O setor de serviços, motor que sustenta cerca de dois terços do Produto Interno Bruto (PIB) brasileiro, iniciou o segundo semestre dando sinais claros de exaustão. Segundo os dados da Pesquisa Mensal de Serviços (PMS), divulgados pelo IBGE, o volume do setor ficou estagnado (0%) em julho na comparação com junho. O resultado frustrou as expectativas do mercado, que previa uma leve alta de 0,2%, e acendeu o alerta sobre a perda de fôlego da economia sob o atual cenário macroeconômico.
Embora o acumulado em 12 meses ainda apresente uma expansão de 2,4%, este é o menor patamar registrado desde setembro de 2024. Economistas apontam que o setor está "andando de lado" e que a dificuldade de novos avanços decorre de um ambiente de negócios pressionado por juros reais elevados, endividamento das famílias e um mercado de trabalho que começa a dar sinais de resfriamento.
“O dado reforça que o processo de desaceleração permanece. A alta acumulada em 12 meses é a menor em quase um ano”, avalia André Galhardo, economista-chefe da Análise Econômica. Ele pondera que, embora o setor esteja próximo de seu topo histórico, a ausência de novos impulsos é evidente. A projeção da consultoria para o fechamento de 2026 é de um crescimento modesto de 1,5%, uma queda significativa frente aos 2,9% registrados anteriormente.
A análise detalhada mostra que o desempenho de julho foi puxado para baixo pelo segmento de informação e comunicação, que recuou 2,5%. Este grupo vinha sendo o principal pilar de sustentação do indicador, e sua retração aponta para uma correção de rota. Por outro lado, o setor de transportes teve um respiro com alta de 1,7%, embora ainda acumule uma perda severa de 24% na comparação interanual.

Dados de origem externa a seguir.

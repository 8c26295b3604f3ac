/*!
 * Provider implementations for the translation service.
 *
 * This module contains the client for the remote language model and a scripted
 * stand-in used by the tests:
 * - Gemini: `generateContent` REST API
 * - Mock: deterministic replies, failures and stalls
 */

use async_trait::async_trait;
use std::fmt::Debug;

use crate::errors::ProviderError;

/// One completion request, provider independent
#[derive(Debug, Clone, PartialEq)]
pub struct CompletionRequest {
    /// Instruction placed ahead of the user prompt
    pub system: Option<String>,

    /// User prompt
    pub prompt: String,

    /// Sampling temperature
    pub temperature: f32,
}

impl CompletionRequest {
    pub fn new(prompt: impl Into<String>) -> Self {
        Self {
            system: None,
            prompt: prompt.into(),
            temperature: 0.2,
        }
    }

    /// Set the system instruction
    pub fn system(mut self, system: impl Into<String>) -> Self {
        self.system = Some(system.into());
        self
    }

    /// Set the temperature
    pub fn temperature(mut self, temperature: f32) -> Self {
        self.temperature = temperature;
        self
    }
}

/// Raw reply text plus the usage numbers the service reported
#[derive(Debug, Clone, Default, PartialEq)]
pub struct CompletionResponse {
    pub text: String,
    pub prompt_tokens: Option<u64>,
    pub completion_tokens: Option<u64>,
}

/// Common trait for language model providers
///
/// Implementations perform exactly one request per call. Retrying is left to the caller.
#[async_trait]
pub trait Provider: Send + Sync + Debug {
    /// Complete a request using this provider
    ///
    /// # Arguments
    /// * `request` - The request to complete
    ///
    /// # Returns
    /// * `Result<CompletionResponse, ProviderError>` - The response from the provider or an error
    async fn complete(&self, request: CompletionRequest) -> Result<CompletionResponse, ProviderError>;

    /// Test the connection to the provider
    async fn test_connection(&self) -> Result<(), ProviderError>;
}

pub mod gemini;
pub mod mock;
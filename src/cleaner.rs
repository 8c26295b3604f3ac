/*!
 * Transcript cleaning.
 *
 * Speech recognition output carries sound descriptions, markup and the occasional
 * invented credit line. Cleaning strips those, drops cues left with nothing to say,
 * merges consecutive repeats and renumbers the result from 1.
 */

use log::info;
use once_cell::sync::Lazy;
use regex::Regex;
use std::fmt;

use crate::subtitle_processor::Cue;

static HTML_TAG_REGEX: Lazy<Regex> = Lazy::new(|| Regex::new(r"<[^>]+>").expect("valid regex"));
static BRACKET_TAG_REGEX: Lazy<Regex> = Lazy::new(|| Regex::new(r"\[.*?\]").expect("valid regex"));
// Only all-caps parentheses; "(laughs)" style lowercase asides may be dialog
static CAPS_PAREN_REGEX: Lazy<Regex> = Lazy::new(|| Regex::new(r"\([A-Z\s]+\)").expect("valid regex"));
static ASTERISK_REGEX: Lazy<Regex> = Lazy::new(|| Regex::new(r"\*.*?\*").expect("valid regex"));
static MUSIC_NOTE_REGEX: Lazy<Regex> = Lazy::new(|| Regex::new(r"[♪♫♬]").expect("valid regex"));
static WHITESPACE_REGEX: Lazy<Regex> = Lazy::new(|| Regex::new(r"\s+").expect("valid regex"));
static PUNCTUATION_ONLY_REGEX: Lazy<Regex> = Lazy::new(|| Regex::new(r"^[^\w\s]+$").expect("valid regex"));

/// Credit and watermark lines the recognizer tends to invent, matched case-insensitively
pub const HALLUCINATION_MARKERS: &[&str] = &[
    "Subtitle by",
    "Translated by",
    "Amara.org",
    "Captioning by",
    "www.",
    ".com",
    "Sync and corrections by",
];

/// Cue counts through the cleaning stages
#[derive(Debug, Clone, Copy, PartialEq, Eq, Default)]
pub struct CleanStats {
    pub original: usize,
    pub after_filter: usize,
    pub after_merge: usize,
}

impl fmt::Display for CleanStats {
    fn fmt(&self, f: &mut fmt::Formatter<'_>) -> fmt::Result {
        write!(
            f,
            "{} -> {} (filtered) -> {} (merged) cues",
            self.original, self.after_filter, self.after_merge
        )
    }
}

/// Clean one cue's text; an empty result means the cue carries nothing worth keeping
pub fn clean_text(text: &str) -> String {
    let text = HTML_TAG_REGEX.replace_all(text, "");
    let text = BRACKET_TAG_REGEX.replace_all(&text, "");
    let text = CAPS_PAREN_REGEX.replace_all(&text, "");
    let text = ASTERISK_REGEX.replace_all(&text, "");
    let text = MUSIC_NOTE_REGEX.replace_all(&text, "");

    let lowered = text.to_lowercase();
    if HALLUCINATION_MARKERS
        .iter()
        .any(|marker| lowered.contains(&marker.to_lowercase()))
    {
        return String::new();
    }

    WHITESPACE_REGEX.replace_all(&text, " ").trim().to_string()
}

/// Empty or punctuation-only
pub fn is_garbage(text: &str) -> bool {
    text.is_empty() || PUNCTUATION_ONLY_REGEX.is_match(text)
}

/// Merge runs of identical text into their first cue, extending its end time
pub fn merge_consecutive_duplicates(cues: Vec<Cue>) -> Vec<Cue> {
    let mut merged: Vec<Cue> = Vec::with_capacity(cues.len());

    for cue in cues {
        match merged.last_mut() {
            Some(last) if last.text.trim() == cue.text.trim() => {
                last.end_ms = last.end_ms.max(cue.end_ms);
            }
            _ => merged.push(cue),
        }
    }

    merged
}

/// Run the whole cleaning pass over `cues`
pub fn clean_cues(cues: Vec<Cue>) -> (Vec<Cue>, CleanStats) {
    let original = cues.len();

    let filtered: Vec<Cue> = cues
        .into_iter()
        .filter_map(|cue| {
            let text = clean_text(&cue.text);
            (!is_garbage(&text)).then(|| Cue { text, ..cue })
        })
        .collect();
    let after_filter = filtered.len();

    let mut merged = merge_consecutive_duplicates(filtered);
    for (i, cue) in merged.iter_mut().enumerate() {
        cue.index = i + 1;
    }

    let stats = CleanStats {
        original,
        after_filter,
        after_merge: merged.len(),
    };
    info!("Cleaning: {}", stats);

    (merged, stats)
}
/*!
 * Concurrent batch translation of subtitle cues.
 *
 * The engine is split into several submodules:
 *
 * - `batch`: partitioning of cues into contiguous batches
 * - `prompts`: instruction template and numbered source lines
 * - `response`: decomposition of a model reply into lines
 * - `core`: translation client and token usage statistics
 * - `state`: per-batch results and pipeline bookkeeping
 * - `dispatcher`: bounded fan-out over the client
 * - `alignment`: line-count verification
 * - `repair`: bounded retry, subdivision and passthrough fallback
 * - `assembler`: reassembly onto the original cues
 * - `engine`: the whole run wired together
 */

// Re-export main types for easier usage
pub use self::batch::{split_into_batches, Batch};
pub use self::core::{TokenUsageStats, TranslationClient};
pub use self::engine::{BatchTranslator, EngineSettings, TranslationOutcome, TranslationReport};
pub use self::state::{BatchState, BatchStatus, PipelineState, TranslationResult};

// Re-export prompt types
pub use self::prompts::{PromptTemplate, TranslationPromptBuilder};

// Submodules
pub mod alignment;
pub mod assembler;
pub mod batch;
pub mod core;
pub mod dispatcher;
pub mod engine;
pub mod prompts;
pub mod repair;
pub mod response;
pub mod state;
/*!
 * Repair of batches whose first dispatch was not aligned.
 *
 * A batch is retried until it aligns or its attempt budget is spent. After a
 * misaligned reply the retry is split in halves, since smaller requests are merged
 * less often; after a failed request the batch is retried whole. Whatever is still
 * unresolved at the end keeps its source text and is reported as a fallback.
 */

use std::time::Duration;
use futures::future::{join_all, BoxFuture, FutureExt};
use log::{info, warn};
use rand::Rng;

use crate::translation::batch::Batch;
use crate::translation::dispatcher::Dispatcher;
use crate::translation::state::{BatchStatus, TranslationResult};

/// What to do with a batch that is not aligned yet
#[derive(Debug, Clone, PartialEq, Eq)]
pub enum RepairAction {
    /// Dispatch these units (attempt already incremented)
    Retry(Vec<Batch>),
    /// Budget spent; fall back to the source text
    GiveUp,
}

/// Bounded retry with optional subdivision
#[derive(Debug, Clone)]
pub struct RepairPolicy {
    /// Retries allowed per cue, on top of the first dispatch
    pub max_attempts: u32,

    /// Split misaligned batches in halves before retrying
    pub subdivide_on_retry: bool,

    /// Base delay before the first retry; doubles with every further attempt
    pub retry_backoff: Duration,
}

impl Default for RepairPolicy {
    fn default() -> Self {
        Self {
            max_attempts: 2,
            subdivide_on_retry: true,
            retry_backoff: Duration::from_millis(2000),
        }
    }
}

impl RepairPolicy {
    pub fn new(max_attempts: u32, subdivide_on_retry: bool, retry_backoff: Duration) -> Self {
        Self {
            max_attempts,
            subdivide_on_retry,
            retry_backoff,
        }
    }

    /// Decide the next step for `batch` given the result of its latest attempt
    pub fn next_action(&self, batch: &Batch, last_result: &TranslationResult) -> RepairAction {
        if batch.attempt_count >= self.max_attempts {
            return RepairAction::GiveUp;
        }

        let retry = batch.retry();
        if last_result.status == BatchStatus::Misaligned && self.subdivide_on_retry && batch.len() > 1 {
            RepairAction::Retry(retry.subdivide())
        } else {
            RepairAction::Retry(vec![retry])
        }
    }

    /// Delay before dispatching attempt number `attempt` (1-based)
    pub fn backoff_delay(&self, attempt: u32) -> Duration {
        if self.retry_backoff.is_zero() || attempt == 0 {
            return Duration::ZERO;
        }

        let factor = 2u32.saturating_pow(attempt - 1);
        let base = self.retry_backoff.saturating_mul(factor);
        let jitter_ms = rand::rng().random_range(0..=(base.as_millis() / 4) as u64);
        base.saturating_add(Duration::from_millis(jitter_ms))
    }

    /// Drive `batch` to a terminal result.
    ///
    /// Retry units are dispatched concurrently through the shared pool and repaired
    /// recursively; their results are merged back in cue order.
    pub fn repair<'a>(
        &'a self,
        dispatcher: &'a Dispatcher,
        batch: Batch,
        last_result: TranslationResult,
    ) -> BoxFuture<'a, TranslationResult> {
        async move {
            if last_result.is_terminal() {
                return last_result;
            }

            let units = match self.next_action(&batch, &last_result) {
                RepairAction::GiveUp => return self.fallback(&batch),
                RepairAction::Retry(units) => units,
            };

            let attempt = batch.attempt_count + 1;
            let delay = self.backoff_delay(attempt);
            info!(
                "Retrying batch {} (offset {}, {} cues) as {} unit(s), attempt {}/{}{}",
                batch.batch_id,
                batch.offset,
                batch.len(),
                units.len(),
                attempt,
                self.max_attempts,
                match &last_result.error {
                    Some(e) => format!(" after error: {}", e),
                    None => format!(" after {} misaligned lines", last_result.lines.len()),
                }
            );
            if !delay.is_zero() {
                tokio::time::sleep(delay).await;
            }

            let first_pass = join_all(units.iter().map(|unit| dispatcher.dispatch(unit))).await;
            let unit_results = join_all(units.into_iter().zip(first_pass).map(move |(unit, result)| async move {
                if result.is_ok() {
                    result
                } else {
                    self.repair(dispatcher, unit, result).await
                }
            }))
            .await;

            self.merge(&batch, unit_results)
        }
        .boxed()
    }

    /// Passthrough result for a batch that could not be repaired
    pub fn fallback(&self, batch: &Batch) -> TranslationResult {
        let result = TranslationResult::passthrough(batch);
        warn!(
            "Batch {} gave up after {} attempt(s); cues {:?} keep their source text",
            batch.batch_id,
            batch.attempt_count + 1,
            result.fallback_indices
        );
        result
    }

    /// Join the terminal results of contiguous units back into one result for `batch`
    pub fn merge(&self, batch: &Batch, unit_results: Vec<TranslationResult>) -> TranslationResult {
        let mut lines = Vec::with_capacity(batch.len());
        let mut fallback_indices = Vec::new();
        let mut attempt = batch.attempt_count;
        let mut all_ok = true;

        for result in unit_results {
            all_ok &= result.is_ok();
            attempt = attempt.max(result.attempt);
            fallback_indices.extend(result.fallback_indices);
            lines.extend(result.lines);
        }

        if lines.len() != batch.len() {
            warn!(
                "Repaired units of batch {} produced {} lines for {} cues",
                batch.batch_id,
                lines.len(),
                batch.len()
            );
            return self.fallback(batch);
        }

        TranslationResult {
            batch_id: batch.batch_id,
            offset: batch.offset,
            lines,
            status: if all_ok { BatchStatus::Ok } else { BatchStatus::GaveUp },
            attempt,
            error: None,
            fallback_indices,
            markers: Vec::new(),
        }
    }
}
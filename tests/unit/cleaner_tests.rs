/*!
 * Tests for transcript cleaning
 */

use movsub::cleaner::{clean_cues, CleanStats};
use movsub::subtitle_processor::Cue;

#[test]
fn test_clean_cues_withWhisperTranscript_shouldDropNoiseAndMergeRepeats() {
    let cues = vec![
        Cue::new(1, 0, 2000, "♪ ♪"),
        Cue::new(2, 2000, 4000, "Where were you?"),
        Cue::new(3, 4000, 6000, "Where were you?"),
        Cue::new(4, 6000, 8000, "Where were you?"),
        Cue::new(5, 8000, 9000, "[DOOR SLAMS] Out."),
        Cue::new(6, 9000, 10000, "..."),
        Cue::new(7, 10000, 12000, "Subtitles by the Amara.org community"),
    ];

    let (cleaned, stats) = clean_cues(cues);

    assert_eq!(stats, CleanStats { original: 7, after_filter: 4, after_merge: 2 });
    assert_eq!(cleaned.len(), 2);
    assert_eq!(cleaned[0], Cue::new(1, 2000, 8000, "Where were you?"));
    assert_eq!(cleaned[1], Cue::new(2, 8000, 9000, "Out."));
}

#[test]
fn test_clean_cues_withNonConsecutiveRepeats_shouldKeepBoth() {
    let cues = vec![
        Cue::new(1, 0, 1000, "Yes."),
        Cue::new(2, 1000, 2000, "No."),
        Cue::new(3, 2000, 3000, "Yes."),
    ];

    let (cleaned, stats) = clean_cues(cues);
    assert_eq!(stats.after_merge, 3);
    assert_eq!(cleaned.iter().map(|c| c.index).collect::<Vec<_>>(), vec![1, 2, 3]);
}

#[test]
fn test_clean_cues_withEmptyInput_shouldReturnZeroStats() {
    let (cleaned, stats) = clean_cues(Vec::new());
    assert!(cleaned.is_empty());
    assert_eq!(stats, CleanStats::default());
}
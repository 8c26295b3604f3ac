/*!
 * Batch partitioning of the cue store.
 *
 * Batches are contiguous, ordered and cover the input exactly once. Given the same
 * cues and size the boundaries are always the same, which keeps retries reproducible.
 */

use crate::errors::TranslationError;
use crate::subtitle_processor::Cue;

/// A contiguous run of cues sent as one translation request
#[derive(Debug, Clone, PartialEq, Eq)]
pub struct Batch {
    /// Identity of the top-level batch this unit belongs to
    pub batch_id: usize,

    /// Position of the first cue inside the top-level batch
    pub offset: usize,

    /// Cues in original order
    pub cues: Vec<Cue>,

    /// Number of retries already spent on these cues
    pub attempt_count: u32,
}

impl Batch {
    /// Create a top-level batch
    pub fn new(batch_id: usize, cues: Vec<Cue>) -> Self {
        Self {
            batch_id,
            offset: 0,
            cues,
            attempt_count: 0,
        }
    }

    pub fn len(&self) -> usize {
        self.cues.len()
    }

    pub fn is_empty(&self) -> bool {
        self.cues.is_empty()
    }

    /// Source texts in order
    pub fn texts(&self) -> Vec<String> {
        self.cues.iter().map(|cue| cue.text.clone()).collect()
    }

    /// Cue indices in order
    pub fn cue_indices(&self) -> Vec<usize> {
        self.cues.iter().map(|cue| cue.index).collect()
    }

    /// Same cues, one more attempt spent
    pub fn retry(&self) -> Self {
        Self {
            attempt_count: self.attempt_count + 1,
            ..self.clone()
        }
    }

    /// Split into two contiguous halves (the first takes the extra cue).
    ///
    /// A batch with fewer than two cues cannot be split and comes back unchanged.
    pub fn subdivide(&self) -> Vec<Self> {
        if self.cues.len() < 2 {
            return vec![self.clone()];
        }

        let half = self.cues.len().div_ceil(2);
        self.cues
            .chunks(half)
            .scan(self.offset, |offset, chunk| {
                let unit = Self {
                    batch_id: self.batch_id,
                    offset: *offset,
                    cues: chunk.to_vec(),
                    attempt_count: self.attempt_count,
                };
                *offset += chunk.len();
                Some(unit)
            })
            .collect()
    }
}

/// Split cues into contiguous batches of at most `size` cues
pub fn split_into_batches(cues: &[Cue], size: usize) -> Result<Vec<Batch>, TranslationError> {
    if size == 0 {
        return Err(TranslationError::InvalidConfig(
            "batch size must be a positive integer".to_string(),
        ));
    }

    Ok(cues
        .chunks(size)
        .enumerate()
        .map(|(batch_id, chunk)| Batch::new(batch_id, chunk.to_vec()))
        .collect())
}
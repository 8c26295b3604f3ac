/*!
 * Batch translation engine.
 *
 * One run goes through four steps: split the cues into batches, fan all of them out
 * once, repair every batch that did not come back aligned, then reassemble. Failures
 * stay local to their batch; only configuration and assembly errors end a run.
 */

use std::collections::HashMap;
use std::fmt;
use std::time::{Duration, Instant};
use futures::stream::{FuturesUnordered, StreamExt};
use log::{info, warn};

use crate::app_config::Config;
use crate::errors::TranslationError;
use crate::subtitle_processor::Cue;
use crate::translation::assembler::Assembler;
use crate::translation::batch::{split_into_batches, Batch};
use crate::translation::core::{TokenUsageStats, TranslationClient};
use crate::translation::dispatcher::Dispatcher;
use crate::translation::repair::RepairPolicy;
use crate::translation::state::PipelineState;

/// Tunables of one translation run
#[derive(Debug, Clone, PartialEq)]
pub struct EngineSettings {
    /// Cues per request
    pub batch_size: usize,

    /// Requests in flight at once
    pub concurrency: usize,

    /// Retries per cue after the first dispatch
    pub max_attempts: u32,

    pub target_language: String,

    /// Left to the model when absent
    pub source_language: Option<String>,

    pub subdivide_on_retry: bool,

    pub retry_backoff: Duration,
}

impl Default for EngineSettings {
    fn default() -> Self {
        Self {
            batch_size: 30,
            concurrency: 10,
            max_attempts: 2,
            target_language: "Chinese".to_string(),
            source_language: None,
            subdivide_on_retry: true,
            retry_backoff: Duration::from_millis(2000),
        }
    }
}

impl EngineSettings {
    pub fn from_config(config: &Config) -> Self {
        Self {
            batch_size: config.translation.batch_size,
            concurrency: config.translation.concurrent_requests,
            max_attempts: config.translation.max_attempts,
            target_language: config.target_language.clone(),
            source_language: config.source_language.clone(),
            subdivide_on_retry: config.translation.subdivide_on_retry,
            retry_backoff: Duration::from_millis(config.translation.retry_backoff_ms),
        }
    }

    /// Reject settings no run could succeed with
    pub fn validate(&self) -> Result<(), TranslationError> {
        if self.batch_size == 0 {
            return Err(TranslationError::InvalidConfig("batch size must be a positive integer".to_string()));
        }
        if self.concurrency == 0 {
            return Err(TranslationError::InvalidConfig("concurrency must be a positive integer".to_string()));
        }
        if self.target_language.trim().is_empty() {
            return Err(TranslationError::InvalidConfig("target language must not be empty".to_string()));
        }
        Ok(())
    }
}

/// What happened during one run
#[derive(Debug, Clone)]
pub struct TranslationReport {
    pub total_cues: usize,
    pub total_batches: usize,

    /// Batches aligned on their first dispatch
    pub first_pass_ok: usize,

    /// Batches that needed and survived repair
    pub repaired_batches: Vec<usize>,

    /// Batches with at least one passthrough cue
    pub gave_up_batches: Vec<usize>,

    /// Cue indices left untranslated, ascending
    pub fallback_indices: Vec<usize>,

    pub token_usage: TokenUsageStats,
    pub elapsed: Duration,
}

impl TranslationReport {
    fn empty(token_usage: TokenUsageStats) -> Self {
        Self {
            total_cues: 0,
            total_batches: 0,
            first_pass_ok: 0,
            repaired_batches: Vec::new(),
            gave_up_batches: Vec::new(),
            fallback_indices: Vec::new(),
            token_usage,
            elapsed: Duration::ZERO,
        }
    }

    /// Every cue was translated
    pub fn is_complete(&self) -> bool {
        self.fallback_indices.is_empty()
    }

    /// Generate a human readable summary
    pub fn summary(&self) -> String {
        let mut summary = format!(
            "Translated {} cues in {} batches in {:.1}s: {} aligned first time, {} repaired, {} gave up",
            self.total_cues,
            self.total_batches,
            self.elapsed.as_secs_f64(),
            self.first_pass_ok,
            self.repaired_batches.len(),
            self.gave_up_batches.len()
        );
        if !self.is_complete() {
            summary.push_str(&format!(
                "\n{} cue(s) kept their source text: {:?}",
                self.fallback_indices.len(),
                self.fallback_indices
            ));
        }
        summary
    }
}

impl fmt::Display for TranslationReport {
    fn fmt(&self, f: &mut fmt::Formatter<'_>) -> fmt::Result {
        write!(f, "{}", self.summary())
    }
}

/// Translated cues plus the run report
#[derive(Debug, Clone)]
pub struct TranslationOutcome {
    pub cues: Vec<Cue>,
    pub report: TranslationReport,
}

/// Batch translator for a whole cue sequence
#[derive(Debug, Clone)]
pub struct BatchTranslator {
    client: TranslationClient,
    settings: EngineSettings,
    policy: RepairPolicy,
}

impl BatchTranslator {
    /// Create a translator; invalid settings fail here, before any request
    pub fn new(client: TranslationClient, settings: EngineSettings) -> Result<Self, TranslationError> {
        settings.validate()?;
        let policy = RepairPolicy::new(settings.max_attempts, settings.subdivide_on_retry, settings.retry_backoff);
        Ok(Self { client, settings, policy })
    }

    pub fn settings(&self) -> &EngineSettings {
        &self.settings
    }

    pub fn client(&self) -> &TranslationClient {
        &self.client
    }

    /// Translate `cues`, preserving count, order, indices and timing.
    ///
    /// `progress(done, total)` is called each time a batch reaches a terminal state.
    pub async fn translate(
        &self,
        cues: &[Cue],
        progress: impl Fn(usize, usize) + Send + Sync,
    ) -> Result<TranslationOutcome, TranslationError> {
        if cues.is_empty() {
            return Ok(TranslationOutcome {
                cues: Vec::new(),
                report: TranslationReport::empty(self.client.token_usage()),
            });
        }

        let start = Instant::now();
        let batches = split_into_batches(cues, self.settings.batch_size)?;
        let dispatcher = Dispatcher::new(
            self.client.clone(),
            self.settings.concurrency,
            self.settings.target_language.clone(),
            self.settings.source_language.clone(),
        )?;

        let total = batches.len();
        info!(
            "Translating {} cues in {} batches of up to {} ({} concurrent requests)",
            cues.len(),
            total,
            self.settings.batch_size,
            self.settings.concurrency
        );

        let mut state = PipelineState::new(&batches);
        for batch in &batches {
            state.mark_dispatched(batch.batch_id);
        }

        dispatcher
            .run_with_callback(&batches, |result| {
                if result.is_ok() {
                    state.record_terminal(result.clone());
                    progress(state.done(), total);
                } else {
                    state.record_failure(result.clone());
                }
            })
            .await;

        let first_pass_ok = state.done();
        let by_id: HashMap<usize, &Batch> = batches.iter().map(|b| (b.batch_id, b)).collect();

        let mut repairs: FuturesUnordered<_> = state
            .failed
            .values()
            .filter_map(|result| {
                by_id
                    .get(&result.batch_id)
                    .map(|batch| self.policy.repair(&dispatcher, (*batch).clone(), result.clone()))
            })
            .collect();

        if !repairs.is_empty() {
            info!("{} of {} batches need repair", repairs.len(), total);
        }

        let mut repaired_batches = Vec::new();
        let mut gave_up_batches = Vec::new();

        while let Some(result) = repairs.next().await {
            let batch_id = result.batch_id;
            let result = if result.is_terminal() {
                result
            } else {
                match by_id.get(&batch_id) {
                    Some(batch) => self.policy.fallback(batch),
                    None => continue,
                }
            };

            if result.is_ok() {
                repaired_batches.push(batch_id);
            } else {
                gave_up_batches.push(batch_id);
            }
            state.record_terminal(result);
            progress(state.done(), total);
        }
        drop(repairs);

        if !state.is_finished() {
            return Err(TranslationError::IncompleteAssembly(format!(
                "batches {:?} never reached a terminal state",
                state.pending
            )));
        }

        let translated = Assembler::assemble(cues, &state.completed, &batches)?;

        repaired_batches.sort_unstable();
        gave_up_batches.sort_unstable();
        let mut fallback_indices: Vec<usize> = state
            .completed
            .values()
            .flat_map(|r| r.fallback_indices.iter().copied())
            .collect();
        fallback_indices.sort_unstable();

        let report = TranslationReport {
            total_cues: cues.len(),
            total_batches: total,
            first_pass_ok,
            repaired_batches,
            gave_up_batches,
            fallback_indices,
            token_usage: self.client.token_usage(),
            elapsed: start.elapsed(),
        };

        if report.is_complete() {
            info!("{}", report.summary());
        } else {
            warn!("{}", report.summary());
        }

        Ok(TranslationOutcome { cues: translated, report })
    }
}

Para analistas do mercado financeiro, a estabilidade reflete a complexidade do momento. De um lado, estímulos fiscais e gastos públicos tentam manter a demanda aquecida; de outro, a realidade de uma inflação persistente e a necessidade de juros restritivos freiam investimentos estruturais. O economista Alexandre Maluf, da XP, destaca que, embora o consumo das famílias ainda se mostre resiliente em setores como alimentação, a preocupação com o endividamento crescente é uma sombra que paira sobre a sustentabilidade desse consumo no médio prazo.
Stefano Pacini, economista do FGV Ibre, observa que o resultado de julho é marcado por uma "compensação" entre subidas e descidas pontuais, sem uma tendência de alta real. A incerteza política e as dúvidas sobre a gestão das contas públicas contribuem para um cenário de cautela, onde a desaceleração gradual parece ser o caminho inevitável diante da falta de reformas que estimulem a produtividade real em vez do consumo baseado em estímulos temporários.